Rivista Anarchica Online
A nous la libertè diario a cura di Felice Accame
Tagli vietati
Uno dei più felici film del georgiano Otar Iosseliani, Les favoris de la
lune (1984) racconta la storia amabile di
una tela dipinta. É un grande ritratto di una dama ottocentesca che, fra vendite e furti - nuove vendite dopo
ogni
furto -, perde un pezzo per volta riducendosi più o meno come un fazzoletto. Per portarlo via alla svelta
lo si taglia
via dalla cornice, per non farlo riconoscere lo si taglia ancora un po'. Finisce al centro di buone e di cattive azioni,
viene ammirato o disprezzato dall'artista, dall'artigiano che costruisce inviolabili serrature, dal borghese
filibustiere e derubato, dalla fanciulla di poca virtù, dal magistrato corrotto, dall'irresistibile seduttore,
dall'innocente manicure, dai pericolosi terroristi, dai bambini insopportabili e dal poliziotto astuto. Il quadro passa
di mano in mano e, là dove per il breve tempo che gli è concesso rimane appeso, è
testimone di tutta questa gente
che si dà da fare slealmente, per creare quella disparità che può avvantaggiarla sui propri
simili - per diventarne
padroni. Ma per fortuna che, al mondo, ci sono anche i ladri - i beniamini della luna - che, ogni tanto, rimettono
le cose in pari.

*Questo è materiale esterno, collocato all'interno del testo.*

// Copyright (c) 2025 Scenario Runner Team
// SPDX-License-Identifier: MIT OR Apache-2.0

//! The scenario document data model: servers, steps, branches, edges,
//! parameter schemas, and the scenario itself.
//!
//! This is a plain entity-table model: everything that would be a
//! mutable object reference in a document-oriented source is instead
//! a `String` id looked up in a `Vec`/`HashMap` on the owning
//! [`Scenario`]. Nothing here holds a reference to another part of
//! the model.

use serde::{Deserialize, Serialize};
use std::collections::HashMap;

pub type StepId = String;
pub type EdgeId = String;
pub type BranchId = String;
pub type ServerId = String;

/// A header entry as authored in the UI: key/value plus an enabled flag
/// so a header can be toggled off without deleting it.
#[derive(Debug, Clone, PartialEq, Serialize, Deserialize)]
pub struct HeaderEntry {
    pub key: String,
    pub value: String,
    #[serde(default = "default_true")]
    pub enabled: bool,
}

fn default_true() -> bool {
    true
}

/// An HTTP server a request step can target. Immutable during a run.
#[derive(Debug, Clone, PartialEq, Serialize, Deserialize)]
pub struct Server {
    pub id: ServerId,
    pub name: String,
    pub base_url: String,
    #[serde(default)]
    pub default_headers: Vec<HeaderEntry>,
    pub default_timeout_ms: u64,
}

#[derive(Debug, Clone, Copy, PartialEq, Eq, Serialize, Deserialize)]
#[serde(rename_all = "UPPERCASE")]
pub enum HttpMethod {
    Get,
    Post,
    Put,
    Patch,
    Delete,
}

impl std::fmt::Display for HttpMethod {
    fn fmt(&self, f: &mut std::fmt::Formatter<'_>) -> std::fmt::Result {
        let s = match self {
            Self::Get => "GET",
            Self::Post => "POST",
            Self::Put => "PUT",
            Self::Patch => "PATCH",
            Self::Delete => "DELETE",
        };
        write!(f, "{s}")
    }
}

#[derive(Debug, Clone, Copy, PartialEq, Eq, Serialize, Deserialize, Default)]
#[serde(rename_all = "camelCase")]
pub enum ExecutionMode {
    #[default]
    Auto,
    Manual,
    Delayed,
    Bypass,
}

#[derive(Debug, Clone, Copy, PartialEq, Serialize, Deserialize)]
pub struct Position {
    pub x: f64,
    pub y: f64,
}

/// A retry policy attached to a request step.
#[derive(Debug, Clone, PartialEq, Serialize, Deserialize)]
#[serde(rename_all = "camelCase")]
pub struct RetryConfig {
    pub max_retries: u32,
    pub retry_delay_ms: u64,
    /// Status codes that trigger a retry. `0` is the convention for
    /// "retry on network error"; an empty list also retries network
    /// errors.
    #[serde(default)]
    pub retry_on: Vec<i32>,
}

impl RetryConfig {
    pub fn retries_network_errors(&self) -> bool {
        self.retry_on.is_empty() || self.retry_on.contains(&0)
    }
}

/// A labelled outgoing edge of a condition/request step.
#[derive(Debug, Clone, PartialEq, Serialize, Deserialize)]
#[serde(rename_all = "camelCase")]
pub struct Branch {
    pub id: BranchId,
    #[serde(default, skip_serializing_if = "Option::is_none")]
    pub condition: Option<crate::condition::ConditionExpression>,
    #[serde(default)]
    pub is_default: bool,
    /// Empty string means dangling (no edge materializes it yet).
    #[serde(default)]
    pub next_step_id: StepId,
    #[serde(default, skip_serializing_if = "Option::is_none")]
    pub label: Option<String>,
}

/// A flow edge. Edges and branch/container pointers are two views of
/// the same topology; see `graph.rs` for how they're kept coherent.
#[derive(Debug, Clone, PartialEq, Serialize, Deserialize)]
#[serde(rename_all = "camelCase")]
pub struct Edge {
    pub id: EdgeId,
    pub source_step_id: StepId,
    pub target_step_id: StepId,
    #[serde(default, skip_serializing_if = "Option::is_none")]
    pub source_handle: Option<String>,
}

impl Edge {
    pub fn branch_handle(branch_id: &str) -> String {
        format!("branch_{branch_id}")
    }

    pub fn is_loop_body(&self) -> bool {
        self.source_handle.as_deref() == Some("loop-body")
    }

    pub fn is_group_body(&self) -> bool {
        self.source_handle.as_deref() == Some("group-body")
    }

    pub fn branch_id(&self) -> Option<&str> {
        self.source_handle.as_deref()?.strip_prefix("branch_")
    }

    pub fn is_sequential(&self) -> bool {
        self.source_handle.is_none()
    }
}

/// Loop descriptors.
#[derive(Debug, Clone, PartialEq, Serialize, Deserialize)]
#[serde(tag = "kind", rename_all = "camelCase")]
pub enum LoopDescriptor {
    ForEach {
        /// Path expression, must resolve to an array.
        source: String,
        item_alias: String,
        #[serde(default, skip_serializing_if = "Option::is_none")]
        index_alias: Option<String>,
        #[serde(default, skip_serializing_if = "Option::is_none")]
        count_field: Option<String>,
        #[serde(default, skip_serializing_if = "Option::is_none")]
        max_iterations: Option<u32>,
    },
    Count {
        /// Number literal or `${...}` template resolving to a number.
        count: String,
        index_alias: String,
    },
    While {
        condition: crate::condition::ConditionExpression,
        max_iterations: u32,
    },
}

#[derive(Debug, Clone, PartialEq, Serialize, Deserialize)]
#[serde(rename_all = "camelCase")]
pub struct RequestStepData {
    pub server_id: ServerId,
    pub method: HttpMethod,
    pub endpoint: String,
    #[serde(default)]
    pub headers: Vec<HeaderEntry>,
    #[serde(default, skip_serializing_if = "Option::is_none")]
    pub body: Option<serde_json::Value>,
    #[serde(default)]
    pub query_params: Vec<HeaderEntry>,
    #[serde(default = "default_true")]
    pub wait_for_response: bool,
    #[serde(default)]
    pub save_response: bool,
    #[serde(default, skip_serializing_if = "Option::is_none")]
    pub response_alias: Option<String>,
    #[serde(default, skip_serializing_if = "Option::is_none")]
    pub timeout_ms: Option<u64>,
    #[serde(default)]
    pub branches: Vec<Branch>,
    #[serde(default, skip_serializing_if = "Option::is_none")]
    pub retry: Option<RetryConfig>,
}

#[derive(Debug, Clone, PartialEq, Serialize, Deserialize)]
#[serde(rename_all = "camelCase")]
pub struct ConditionStepData {
    pub branches: Vec<Branch>,
}

#[derive(Debug, Clone, PartialEq, Serialize, Deserialize)]
#[serde(rename_all = "camelCase")]
pub struct LoopStepData {
    #[serde(rename = "loop")]
    pub loop_descriptor: LoopDescriptor,
    pub step_ids: Vec<StepId>,
}

#[derive(Debug, Clone, PartialEq, Serialize, Deserialize)]
#[serde(rename_all = "camelCase")]
pub struct GroupStepData {
    pub step_ids: Vec<StepId>,
    #[serde(default)]
    pub collapsed: bool,
}

/// A node in the scenario graph. Common fields are repeated per
/// variant (rather than flattened) so the JSON shape matches an
/// internally-tagged document with a single discriminating `type`
/// field; use the accessor methods below instead of matching by hand.
#[derive(Debug, Clone, PartialEq, Serialize, Deserialize)]
#[serde(tag = "type", rename_all = "camelCase")]
pub enum Step {
    Request {
        id: StepId,
        name: String,
        #[serde(default)]
        execution_mode: ExecutionMode,
        #[serde(default, skip_serializing_if = "Option::is_none")]
        delay_ms: Option<u64>,
        #[serde(default, skip_serializing_if = "Option::is_none")]
        condition: Option<crate::condition::ConditionExpression>,
        position: Position,
        #[serde(flatten)]
        data: RequestStepData,
    },
    Condition {
        id: StepId,
        name: String,
        #[serde(default)]
        execution_mode: ExecutionMode,
        #[serde(default, skip_serializing_if = "Option::is_none")]
        delay_ms: Option<u64>,
        #[serde(default, skip_serializing_if = "Option::is_none")]
        condition: Option<crate::condition::ConditionExpression>,
        position: Position,
        #[serde(flatten)]
        data: ConditionStepData,
    },
    Loop {
        id: StepId,
        name: String,
        #[serde(default)]
        execution_mode: ExecutionMode,
        #[serde(default, skip_serializing_if = "Option::is_none")]
        delay_ms: Option<u64>,
        #[serde(default, skip_serializing_if = "Option::is_none")]
        condition: Option<crate::condition::ConditionExpression>,
        position: Position,
        #[serde(flatten)]
        data: LoopStepData,
    },
    Group {
        id: StepId,
        name: String,
        #[serde(default)]
        execution_mode: ExecutionMode,
        #[serde(default, skip_serializing_if = "Option::is_none")]
        delay_ms: Option<u64>,
        #[serde(default, skip_serializing_if = "Option::is_none")]
        condition: Option<crate::condition::ConditionExpression>,
        position: Position,
        #[serde(flatten)]
        data: GroupStepData,
    },
}

impl Step {
    pub fn id(&self) -> &StepId {
        match self {
            Self::Request { id, .. }
            | Self::Condition { id, .. }
            | Self::Loop { id, .. }
            | Self::Group { id, .. } => id,
        }
    }

    pub fn name(&self) -> &str {
        match self {
            Self::Request { name, .. }
            | Self::Condition { name, .. }
            | Self::Loop { name, .. }
            | Self::Group { name, .. } => name,
        }
    }

    pub fn execution_mode(&self) -> ExecutionMode {
        match self {
            Self::Request { execution_mode, .. }
            | Self::Condition { execution_mode, .. }
            | Self::Loop { execution_mode, .. }
            | Self::Group { execution_mode, .. } => *execution_mode,
        }
    }

    pub fn delay_ms(&self) -> Option<u64> {
        match self {
            Self::Request { delay_ms, .. }
            | Self::Condition { delay_ms, .. }
            | Self::Loop { delay_ms, .. }
            | Self::Group { delay_ms, .. } => *delay_ms,
        }
    }

    pub fn condition(&self) -> Option<&crate::condition::ConditionExpression> {
        match self {
            Self::Request { condition, .. }
            | Self::Condition { condition, .. }
            | Self::Loop { condition, .. }
            | Self::Group { condition, .. } => condition.as_ref(),
        }
    }

    /// The step's branches, if it has any (Request and Condition steps).
    pub fn branches(&self) -> Option<&[Branch]> {
        match self {
            Self::Request { data, .. } => Some(&data.branches),
            Self::Condition { data, .. } => Some(&data.branches),
            _ => None,
        }
    }

    pub fn branches_mut(&mut self) -> Option<&mut Vec<Branch>> {
        match self {
            Self::Request { data, .. } => Some(&mut data.branches),
            Self::Condition { data, .. } => Some(&mut data.branches),
            _ => None,
        }
    }

    /// The step's children, if it is a container (Loop and Group steps).
    pub fn step_ids(&self) -> Option<&[StepId]> {
        match self {
            Self::Loop { data, .. } => Some(&data.step_ids),
            Self::Group { data, .. } => Some(&data.step_ids),
            _ => None,
        }
    }

    pub fn step_ids_mut(&mut self) -> Option<&mut Vec<StepId>> {
        match self {
            Self::Loop { data, .. } => Some(&mut data.step_ids),
            Self::Group { data, .. } => Some(&mut data.step_ids),
            _ => None,
        }
    }

    pub fn is_container(&self) -> bool {
        matches!(self, Self::Loop { .. } | Self::Group { .. })
    }
}

/// A parameter's declared type.
#[derive(Debug, Clone, Copy, PartialEq, Eq, Serialize, Deserialize)]
#[serde(rename_all = "camelCase")]
pub enum ParamType {
    String,
    Number,
    Boolean,
    Object,
    Array,
    Any,
}

#[derive(Debug, Clone, Default, PartialEq, Serialize, Deserialize)]
#[serde(rename_all = "camelCase")]
pub struct Validation {
    #[serde(default, skip_serializing_if = "Option::is_none")]
    pub min: Option<f64>,
    #[serde(default, skip_serializing_if = "Option::is_none")]
    pub max: Option<f64>,
    #[serde(default, skip_serializing_if = "Option::is_none")]
    pub pattern: Option<String>,
    #[serde(default, skip_serializing_if = "Option::is_none")]
    pub enum_values: Option<Vec<serde_json::Value>>,
}

#[derive(Debug, Clone, PartialEq, Serialize, Deserialize)]
#[serde(rename_all = "camelCase")]
pub struct ParameterSchema {
    pub name: String,
    #[serde(rename = "type")]
    pub param_type: ParamType,
    #[serde(default)]
    pub required: bool,
    #[serde(default, skip_serializing_if = "Option::is_none")]
    pub default_value: Option<serde_json::Value>,
    #[serde(default, skip_serializing_if = "Option::is_none")]
    pub validation: Option<Validation>,
    /// Present when `param_type == Object`.
    #[serde(default, skip_serializing_if = "Vec::is_empty")]
    pub properties: Vec<ParameterSchema>,
    /// Present when `param_type == Array`.
    #[serde(default, skip_serializing_if = "Option::is_none")]
    pub item_schema: Option<Box<ParameterSchema>>,
}

/// The whole authored document.
#[derive(Debug, Clone, PartialEq, Serialize, Deserialize)]
#[serde(rename_all = "camelCase")]
pub struct Scenario {
    pub id: String,
    pub name: String,
    pub version: String,
    #[serde(default)]
    pub server_ids: Vec<ServerId>,
    #[serde(default)]
    pub servers: Vec<Server>,
    #[serde(default)]
    pub parameter_schema: Vec<ParameterSchema>,
    pub steps: Vec<Step>,
    pub edges: Vec<Edge>,
    /// Existing step id, or empty for "no entry point".
    #[serde(default)]
    pub start_step_id: StepId,
}

impl Scenario {
    pub fn step(&self, id: &str) -> Option<&Step> {
        self.steps.iter().find(|s| s.id() == id)
    }

    pub fn step_mut(&mut self, id: &str) -> Option<&mut Step> {
        self.steps.iter_mut().find(|s| s.id() == id)
    }

    pub fn server(&self, id: &str) -> Option<&Server> {
        self.servers.iter().find(|s| s.id == id)
    }

    pub fn edges_from(&self, step_id: &str) -> impl Iterator<Item = &Edge> {
        self.edges.iter().filter(move |e| e.source_step_id == step_id)
    }
}

/// Per-run mode overrides, supplied to `run()`.
pub type ModeOverrides = HashMap<StepId, ExecutionMode>;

L'idea di una narrazione in cui i personaggi sono sia introdotti che mantenuti in essere tramite
un oggetto è
vecchia quanto quei racconti di fiaba dove l'anello o la pietra preziosa fanno la fortuna o la disgrazia di chi ne
viene in possesso. Tuttavia, l'immutabilità dell'oggetto, magico o non magico che sia, conferisce
l'iterabilità
perpetua alle vicende in cui viene coinvolto e ciò mal si accorda alla nostra odierna sensibilità
della finitezza e
della provvisorietà nonché alle conseguenti nostre istanze di spiegazione. Il rimpicciolimento
costante e
progressivo del quadro, dunque, a Iosseliani concede al contempo e l'uscita dalla fiaba e la misura della
narrazione - che giunge giusto al limite in cui, dopo i ripetuti tagli, il quadro è ancora riconoscibile
all'occhio
attento dell'esperto. Nel film Il vestito - già
regista di Amsterdamned -, Alex van Warmerdam ridà corpo ad un'idea del genere e
decide di seguire la vicenda di qualche manciata di cotone da una falciatrice all'altra. Il cotone diventa un vestito,
un vestito di una certa solare vistosità, e, accorciandosi nel passare di mano in mano, lascia dietro di
sé una scia
di normale morbosità - l'anziana signora che l'ha indossato per prima ha un brutto svenimento, due
ragazze poco
amate ricevono le penose attenzioni di un maniaco, un'emarginata ci lascia la pelle fra stenti e angoscia - come
se quelle falciatrici che fanno iniziare o finire il film fossero la rappresentanza tecnologicamente più
avanzata di
quella vecchia orribile signora che, giustappunto, mette fine a tutte le storie e tiene in mano una falce dall'aspetto
molto tagliente. Da vestito che era finirà in fazzoletto e, guarda caso, tornerà per un attimo nelle
mani del suo
primo involontario protagonista. Qui, il regista innesca con sobrietà un altro vecchio tema narrativo
che contribuisce a farlo uscire dagli schemi
ideologici della fiaba. Un vecchio racconto di Pitigrilli può servire da esempio. La moglie del generale
compra
un cappellino nuovo - cappellino nuovo che al marito non piace. Da ciò litigi e malumori in famiglia. Da
ciò, poi,
in caserma, un atteggiamento di critica rancorosa del generale nei confronti del colonnello, e poi del colonnello
con il primo ufficiale, e poi via via, scendendo nella scala gerarchica di tutti i gradi militari, fino al soldato
semplice che fa il piantone innanzi alla caserma. Soldato semplice che, nella libera uscita del pomeriggio, litiga
con la fidanzata. La trama de Il vestito, invece, comincia
a disegnarsi nel momento in cui lo stimato dirigente di
una ditta di tessuti non trova la disponibilità affettiva della non più giovane moglie. Da lì
il giudizio negativo sui
disegni proposti da un disegnatore che, come in un'epidemia, è appena stato lasciato dalla sua compagna.
Da là
il litigio con un altro dirigente della medesima azienda tessile che produrrà il vestito con quel disegno.
Da là il
suo licenziamento. Da là la sua rapida discesa nella scala sociale fino all'emarginazione totale. Da
là, l'ultimo,
straziante incontro con quel che rimane di quella stoffa. Prima di gettarne via il lembo residuo. Così, alla
visione
delle cose in termini di sfortuna o di maledizioni, si offre l'alternativa tutta laica di un impianto deterministico.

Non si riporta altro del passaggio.